TASK STATEMENT — Each line of the data below that includes the string "after" must be copied.
BEGIN
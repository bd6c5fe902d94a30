//! Fee split — how one settlement's proceeds are distributed.

use alloy_primitives::Address;
use serde::{Deserialize, Serialize};

/// The three-way (plus affiliate carve-out) split of a settled price.
///
/// Invariant: `seller_proceeds + creator + net protocol + affiliate`
/// equals the settled price exactly, for every basis-point configuration
/// within bounds. [`FeeSplit::total`] exists so callers can assert it.
#[derive(Debug, Clone, PartialEq, Eq, Serialize, Deserialize)]
pub struct FeeSplit {
    /// Protocol fee after the affiliate cut was carved out.
    pub protocol_fee: u128,
    /// Creator/royalty payment, when the oracle resolved one.
    pub creator_fee: Option<(Address, u128)>,
    /// Affiliate rebate carved out of the protocol fee.
    pub affiliate_fee: Option<(Address, u128)>,
    /// What is left for the seller after all fees.
    pub seller_proceeds: u128,
}

impl FeeSplit {
    /// Sum of all components; equals the settled price by construction.
    #[must_use]
    pub fn total(&self) -> u128 {
        self.seller_proceeds
            + self.protocol_fee
            + self.creator_fee.map_or(0, |(_, amount)| amount)
            + self.affiliate_fee.map_or(0, |(_, amount)| amount)
    }
}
END
SOLUTION TO THE PROBLEM —
    /// Protocol fee after the affiliate cut was carved out.
    /// What is left for the seller after all fees.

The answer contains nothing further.